Biconvex versus bilinear force-penetration relationship in percussive drilling of rock

•Percussive top-hammer drilling with biconvex force-penetration relation (FPR) is studied.•The maximal penetration decreases and the maximal force increases with increasing convexity.•With increasing convexity, the maximal efficiency decreases and occurs for shorter hammers.•Bit designs that lead to strong convexity are disadvantageous with respect to efficiency.•Use of a bilinear approximation of a biconvex FPR leads to accurate prediction of the position of the maximum in efficiency.

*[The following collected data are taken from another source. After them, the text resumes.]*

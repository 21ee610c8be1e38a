//! Configuration loading from disk.

use std::fs;
use std::path::Path;

use thiserror::Error;

use crate::config::schema::TapConfig;
use crate::config::validation::{validate_config, ValidationError};

/// Error type for configuration loading.
#[derive(Debug, Error)]
pub enum ConfigError {
    #[error("IO error: {0}")]
    Io(#[from] std::io::Error),
    #[error("Parse error: {0}")]
    Parse(#[from] toml::de::Error),
    #[error("Validation failed: {}", join_errors(.0))]
    Validation(Vec<ValidationError>),
}

fn join_errors(errors: &[ValidationError]) -> String {
    errors
        .iter()
        .map(ToString::to_string)
        .collect::<Vec<_>>()
        .join(", ")
}

/// Load and validate configuration from a TOML file.
pub fn load_config(path: &Path) -> Result<TapConfig, ConfigError> {
    let content = fs::read_to_string(path)?;
    let config: TapConfig = toml::from_str(&content)?;

    validate_config(&config).map_err(ConfigError::Validation)?;

    tracing::debug!(path = %path.display(), "Configuration loaded");
    Ok(config)
}
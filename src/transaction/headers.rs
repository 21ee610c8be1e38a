//! Response header folding.

use crate::transaction::record::FoldedHeaders;

/// Fold an ordered header list into one value per name.
///
/// Repeated names are joined with `", "` in encounter order. Names are
/// compared case-sensitively, exactly as the handler supplied them.
pub fn fold_headers<I>(pairs: I) -> FoldedHeaders
where
    I: IntoIterator<Item = (String, String)>,
{
    let mut folded = FoldedHeaders::new();
    for (name, value) in pairs {
        folded.append(name, value);
    }
    folded
}
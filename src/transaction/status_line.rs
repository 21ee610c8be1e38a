//! Status line decoding.
//!
//! # Grammar
//! ```text
//! status-line = code [ SP phrase ]
//! code        = 1*DIGIT          ; base 10, at most u64::MAX
//! phrase      = *CHAR            ; everything after the first SP, verbatim
//! ```
//!
//! Leading whitespace, signs and any separator other than a single space make
//! the code unparseable. Codes above 599 still decode and classify as `Error`.

use thiserror::Error;

use crate::transaction::record::HighLevelStatus;

/// A decoded status line.
#[derive(Debug, Clone, PartialEq, Eq)]
pub struct StatusLine {
    pub status: HighLevelStatus,
    pub code: u64,
    pub phrase: String,
}

/// The status line could not be split into a numeric code and phrase.
#[derive(Debug, Clone, PartialEq, Eq, Error)]
#[error("Status line {line:?} is malformed: {reason}")]
pub struct MalformedStatusLine {
    pub line: String,
    pub reason: &'static str,
}

/// Decode a status line such as `"404 User not found"`.
pub fn decode_status_line(line: &str) -> Result<StatusLine, MalformedStatusLine> {
    let (code, phrase) = match line.split_once(' ') {
        Some((code, phrase)) => (code, phrase),
        None => (line, ""),
    };

    let malformed = |reason| MalformedStatusLine {
        line: line.to_string(),
        reason,
    };

    if code.is_empty() {
        return Err(malformed("missing status code"));
    }
    if !code.bytes().all(|b| b.is_ascii_digit()) {
        return Err(malformed("status code is not a base-10 integer"));
    }
    let code: u64 = code
        .parse()
        .map_err(|_| malformed("status code does not fit in 64 bits"))?;

    Ok(StatusLine {
        status: HighLevelStatus::from_code(code),
        code,
        phrase: phrase.to_string(),
    })
}
//! Handler interception.
//!
//! # Responsibilities
//! - Seed a transaction record from request metadata
//! - Invoke the wrapped handler exactly once, observing its response start
//! - Time the invocation
//! - Hand the finished record to the publisher
//!
//! # Design Decisions
//! - Capture state lives in a `ResponseCapture` owned by one `handle` call
//! - Only status line decoding is recovered locally; handler errors pass through
//! - Publish failures are reported to operators, never to the handler's caller

use std::sync::Arc;
use std::time::Instant;

use crate::observability::metrics;
use crate::output::Publish;
use crate::transaction::record::TransactionRecord;

/// Request metadata the record is seeded from.
///
/// Every field is optional; a field the host could not supply stays absent
/// in the emitted record.
#[derive(Debug, Clone, Default, PartialEq, Eq)]
pub struct RequestMeta {
    pub method: Option<String>,
    /// Path component only, without the query string.
    pub path: Option<String>,
    /// Server-side port.
    pub port: Option<u16>,
    pub client_port: Option<u16>,
    pub client_ip: Option<String>,
}

/// The response-start signal a handler raises before producing a body.
pub trait StartResponse {
    fn start_response(&mut self, status: &str, headers: &[(String, String)]);
}

impl<F> StartResponse for F
where
    F: FnMut(&str, &[(String, String)]),
{
    fn start_response(&mut self, status: &str, headers: &[(String, String)]) {
        self(status, headers)
    }
}

/// What the handler signalled.
#[derive(Debug, Clone, Default, PartialEq, Eq)]
pub struct CapturedResponse {
    pub status_line: Option<String>,
    pub headers: Vec<(String, String)>,
}

/// Records the response start and forwards it unchanged downstream.
pub struct ResponseCapture<'a> {
    captured: CapturedResponse,
    downstream: &'a mut dyn StartResponse,
}

impl<'a> ResponseCapture<'a> {
    pub fn new(downstream: &'a mut dyn StartResponse) -> Self {
        Self {
            captured: CapturedResponse::default(),
            downstream,
        }
    }

    pub fn into_captured(self) -> CapturedResponse {
        self.captured
    }
}

impl StartResponse for ResponseCapture<'_> {
    fn start_response(&mut self, status: &str, headers: &[(String, String)]) {
        // Last signal wins if the handler restarts its response.
        self.captured.status_line = Some(status.to_string());
        self.captured.headers = headers.to_vec();
        self.downstream.start_response(status, headers);
    }
}

/// Wraps handlers and publishes one record per completed invocation.
#[derive(Clone)]
pub struct Interceptor {
    publisher: Arc<dyn Publish>,
}

impl Interceptor {
    pub fn new(publisher: Arc<dyn Publish>) -> Self {
        Self { publisher }
    }

    /// Run `handler` once for `request`, capturing and publishing the transaction.
    ///
    /// The handler's result is returned untouched. An `Err` from the handler is
    /// propagated immediately and nothing is published for it.
    pub fn handle<T, E, H>(
        &self,
        request: &RequestMeta,
        start_response: &mut dyn StartResponse,
        handler: H,
    ) -> Result<T, E>
    where
        H: FnOnce(&RequestMeta, &mut dyn StartResponse) -> Result<T, E>,
    {
        let record = TransactionRecord::from_request(request);
        let mut capture = ResponseCapture::new(start_response);

        let started = Instant::now();
        let output = handler(request, &mut capture)?;
        let elapsed = started.elapsed();

        self.emit(record.complete(capture.into_captured(), elapsed));
        Ok(output)
    }

    /// Publish a finished record. Failures are logged and counted, not returned.
    pub fn emit(&self, record: TransactionRecord) {
        metrics::record_transaction(&record);

        if let Err(e) = self.publisher.publish(record) {
            tracing::error!(error = %e, "Failed to publish transaction");
            metrics::record_publish_failure();
        }
    }
}
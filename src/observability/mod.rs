//! Observability subsystem.
//!
//! # Data Flow
//! ```text
//! All subsystems produce:
//!     → logging.rs (structured log events via tracing)
//!     → metrics.rs (counters, histograms)
//!
//! Consumers:
//!     → stdout (pretty or JSON)
//!     → Metrics endpoint (Prometheus scrape, optional)
//! ```
//!
//! # Design Decisions
//! - Operator-facing failures (dropped datagrams, failed appends) surface here,
//!   never through the wrapped handler's result
//! - Metrics are cheap when no exporter is installed

pub mod logging;
pub mod metrics;
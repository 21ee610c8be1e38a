//! HTTP transaction tap.
//!
//! Wraps request handlers, turns every request/response pair into a
//! `TransactionRecord` and publishes it as JSON over UDP and/or to an
//! append-only file.

pub mod config;
pub mod http;
pub mod lifecycle;
pub mod observability;
pub mod output;
pub mod transaction;

pub use config::TapConfig;
pub use http::{tap, TapServer, TapState};
pub use output::{Publish, PublishError, Publisher, PublisherConfig};
pub use transaction::{Interceptor, RequestMeta, StartResponse, TransactionRecord};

Because of variability of the force vs. penetration relationship (FPR) from one blow to another in percussive drilling, and difficulty to predict FPRs under such conditions, use is commonly made of simple FPR models, such as the bilinear one defined by its loading/unloading slopes. Here a biconvex model with an added parameter representing convexity is considered. One aim is to study the effect of convexity on maximal penetration, maximal force and efficiency. Another is to assess, with the biconvex FPR as an example, how well a bilinear FPR can be used to approximate one that is nonlinear. A simple percussive top-hammer drill model is considered, comprising a hammer, a drill rod and a bit with the same characteristic impedance. The maximal penetration is found to decrease and the maximal force to increase with increasing convexity. The efficiency has a maximum for a finite hammer length (incident wave duration), and the highest maximal efficiency is obtained for a linear FPR. With increasing convexity, the maximal efficiency decreases and occurs for shorter hammers (incident waves). The bilinear approximation of a biconvex FPR accurately predicts the position of the maximum in efficiency, even for large convexity, but somewhat overestimates its height and width.